New Achilles Heel

Office markets across the country have weakened considerably as the economy has slowed and layoffs mount, but what is becoming increasingly clear is that markets that have a higher percentage of financial services jobs are getting hit harder than those that don’t. Manhattan is the poster child for cities that have a high concentration of banking-related jobs, and recent data shows that New York City is also one of the weakest office markets in the country.Back in the 2001-02 period, markets that were home to high-tech nodes were the most affected. San Jose, San Francisco, Boston, Austin and Seattle were disproportionately affected as the tech meltdown forced companies to hand space back to landlords or throw unwanted space on the sublease market.
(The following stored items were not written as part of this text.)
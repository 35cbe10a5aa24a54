//! TOML loading for placement configurations and scenes
//!
//! A configuration document looks like:
//!
//! ```toml
//! position = "bottom-start"
//! margin = 8
//! padding = 4
//!
//! [container]
//! right = 500
//! bottom = 500
//!
//! [position_flip_order]
//! top = "tbrl"
//!
//! [variant_flip_order]
//! start = "sme"
//! ```
//!
//! A scene adds the measured boxes (`[reference]`, `[popper]`), an optional
//! `[viewport]` used when no container is set, and `arrow = true` to
//! position an arrow alongside the popper.

use std::collections::BTreeMap;
use std::fmt;
use std::path::Path;

use serde::Deserialize;
use toml::Spanned;

use crate::error::ConfigError;
use crate::geometry::Rect;
use crate::placement::config::check_length;
use crate::placement::{
    Alignment, AlignmentFlipOrder, Direction, DirectionFlipOrder, Offset, Placement,
    PlacementConfig, Position,
};
use crate::surface::{reposition, FloatingElement, Measure, PositionSink};

/// Box table: `top`/`left` default to zero, the far edges come from
/// `right`/`bottom` or `width`/`height`
#[derive(Deserialize)]
struct TomlRect {
    top: Option<f64>,
    left: Option<f64>,
    right: Option<f64>,
    bottom: Option<f64>,
    width: Option<f64>,
    height: Option<f64>,
}

#[derive(Deserialize)]
struct TomlPlacement {
    position: Option<Spanned<String>>,
    margin: Option<Spanned<f64>>,
    padding: Option<Spanned<f64>>,
    container: Option<Spanned<TomlRect>>,
    #[serde(default)]
    position_flip_order: BTreeMap<String, Spanned<String>>,
    #[serde(default)]
    variant_flip_order: BTreeMap<String, Spanned<String>>,
}

#[derive(Deserialize)]
struct TomlScene {
    reference: Spanned<TomlRect>,
    popper: Spanned<TomlRect>,
    viewport: Option<Spanned<TomlRect>>,
    #[serde(default)]
    arrow: bool,
}

impl PlacementConfig {
    /// Load a configuration from a TOML file
    pub fn from_file(path: &Path) -> Result<Self, ConfigError> {
        let content = std::fs::read_to_string(path)?;
        Self::from_toml(&content)
    }

    /// Load a configuration from a TOML string; unset keys keep their defaults
    pub fn from_toml(content: &str) -> Result<Self, ConfigError> {
        let parsed: TomlPlacement = toml::from_str(content)?;
        parsed.into_config()
    }
}

impl TomlPlacement {
    fn into_config(self) -> Result<PlacementConfig, ConfigError> {
        let mut config = PlacementConfig::default();

        if let Some(position) = self.position {
            config.position = position
                .get_ref()
                .parse::<Position>()
                .map_err(|e| e.with_span(position.span()))?;
        }
        if let Some(margin) = self.margin {
            config.margin =
                check_length("margin", *margin.get_ref()).map_err(|e| e.with_span(margin.span()))?;
        }
        if let Some(padding) = self.padding {
            config.padding = check_length("padding", *padding.get_ref())
                .map_err(|e| e.with_span(padding.span()))?;
        }
        if let Some(container) = self.container {
            config.container = Some(spanned_rect("container", container)?);
        }

        for (key, order) in self.position_flip_order {
            let direction = key.parse::<Direction>().map_err(|_| {
                ConfigError::invalid_flip_order("direction", key.as_str(), "key is not a direction")
                    .with_span(order.span())
            })?;
            config.position_flip_order = config
                .position_flip_order
                .with_order(direction, order.get_ref())
                .map_err(|e| e.with_span(order.span()))?;
        }
        for (key, order) in self.variant_flip_order {
            let alignment = key.parse::<Alignment>().map_err(|_| {
                ConfigError::invalid_flip_order("alignment", key.as_str(), "key is not an alignment")
                    .with_span(order.span())
            })?;
            config.variant_flip_order = config
                .variant_flip_order
                .with_order(alignment, order.get_ref())
                .map_err(|e| e.with_span(order.span()))?;
        }

        Ok(config)
    }
}

fn spanned_rect(name: &str, rect: Spanned<TomlRect>) -> Result<Rect, ConfigError> {
    let span = rect.span();
    rect.into_inner()
        .into_rect(name)
        .map_err(|e| e.with_span(span))
}

impl TomlRect {
    fn into_rect(self, name: &str) -> Result<Rect, ConfigError> {
        let top = self.top.unwrap_or(0.0);
        let left = self.left.unwrap_or(0.0);
        let right = far_edge(name, "right", "width", left, self.right, self.width)?;
        let bottom = far_edge(name, "bottom", "height", top, self.bottom, self.height)?;

        for value in [top, left, right, bottom] {
            if !value.is_finite() {
                return Err(ConfigError::invalid_rect(name, "edges must be finite"));
            }
        }
        if right < left {
            return Err(ConfigError::invalid_rect(name, "right edge is left of left edge"));
        }
        if bottom < top {
            return Err(ConfigError::invalid_rect(name, "bottom edge is above top edge"));
        }

        Ok(Rect::from_edges(top, left, right, bottom))
    }
}

fn far_edge(
    name: &str,
    edge: &str,
    extent: &str,
    origin: f64,
    edge_value: Option<f64>,
    extent_value: Option<f64>,
) -> Result<f64, ConfigError> {
    match (edge_value, extent_value) {
        (Some(edge_value), None) => Ok(edge_value),
        (None, Some(extent_value)) => Ok(origin + extent_value),
        (Some(edge_value), Some(extent_value)) if edge_value == origin + extent_value => {
            Ok(edge_value)
        }
        (Some(_), Some(_)) => Err(ConfigError::invalid_rect(
            name,
            format!("{} and {} disagree", edge, extent),
        )),
        (None, None) => Err(ConfigError::invalid_rect(
            name,
            format!("needs either {} or {}", edge, extent),
        )),
    }
}

/// Measured boxes plus the configuration to place them with
#[derive(Debug, Clone, PartialEq)]
pub struct Scene {
    pub reference: Rect,
    pub popper: Rect,
    /// Fallback container when the configuration sets none
    pub viewport: Rect,
    /// Whether an arrow is positioned with the popper
    pub arrow: bool,
    pub config: PlacementConfig,
}

/// Outcome of placing a scene
#[derive(Debug, Clone, PartialEq)]
pub struct SceneResult {
    pub placement: Option<Placement>,
    /// Popper box after the placement was applied
    pub popper: Rect,
    /// Arrow offsets, when the scene has an arrow and a placement was found
    pub arrow: Option<Offset>,
}

/// One line per placed element, or `no placement`
impl fmt::Display for SceneResult {
    fn fmt(&self, f: &mut fmt::Formatter<'_>) -> fmt::Result {
        let Some(placement) = &self.placement else {
            return f.write_str("no placement");
        };
        write!(
            f,
            "{} top={} left={}",
            placement.code(),
            placement.popper.top,
            placement.popper.left
        )?;
        if let Some(arrow) = &self.arrow {
            write!(f, "\narrow top={} left={}", arrow.top, arrow.left)?;
        }
        Ok(())
    }
}

impl Scene {
    /// Load a scene from a TOML file
    pub fn from_file(path: &Path) -> Result<Self, ConfigError> {
        let content = std::fs::read_to_string(path)?;
        Self::from_toml(&content)
    }

    /// Load a scene from a TOML string
    pub fn from_toml(content: &str) -> Result<Self, ConfigError> {
        let config = PlacementConfig::from_toml(content)?;
        let scene: TomlScene = toml::from_str(content)?;

        let viewport = match scene.viewport {
            Some(viewport) => spanned_rect("viewport", viewport)?,
            None => config.container.ok_or_else(|| {
                ConfigError::invalid_rect("container", "scene needs a [container] or [viewport] table")
            })?,
        };

        Ok(Scene {
            reference: spanned_rect("reference", scene.reference)?,
            popper: spanned_rect("popper", scene.popper)?,
            viewport,
            arrow: scene.arrow,
            config,
        })
    }

    /// The rectangle placements must stay inside
    pub fn container(&self) -> Rect {
        self.config.container.unwrap_or(self.viewport)
    }

    /// Place the popper (and arrow) against the reference
    pub fn place(&self) -> SceneResult {
        let mut popper = FloatingElement::new(self.popper);
        let mut arrow = FloatingElement::new(Rect::sized(0.0, 0.0));
        let arrow_sink: Option<&mut dyn PositionSink> = if self.arrow {
            Some(&mut arrow)
        } else {
            None
        };

        let placement = reposition(
            &self.reference,
            &mut popper,
            arrow_sink,
            &self.config,
            self.viewport,
        );

        SceneResult {
            placement,
            popper: popper.bounding_rect(),
            arrow: placement.filter(|_| self.arrow).map(|_| arrow.offset()),
        }
    }
}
This time around, the financial crisis is doing just the same but with companies that operate in the financial sector. The markets hit earliest included Orange County, Calif., and suburban Chicago, which have high concentrations of mortgage lenders. But as the credit markets continued to deteriorate, all banking centers were impacted. Other major metropolitan areas that have high percentages of financial services jobs include San Francisco, Boston, Chicago, Philadelphia Dallas and Denver. The banking sector is under intense pressure, and it is reasonable to assume it will hand excess back to the market, just as tech companies were forced to do seven years ago.The key metric to watch is sublease space. Already, Manhattan has seen a surge. Midtown and Downtown show sublease space as a percentage of total vacant space nearing 30 percent. Most of the above mentioned cities are at or above the national average, but in the coming months, sublease space will likely rise quicker in these markets. Interestingly, one major market not listed above is Washington. The latest data shows that the nation’s capital is underweight in terms of financial services, though that may indeed change in the coming years!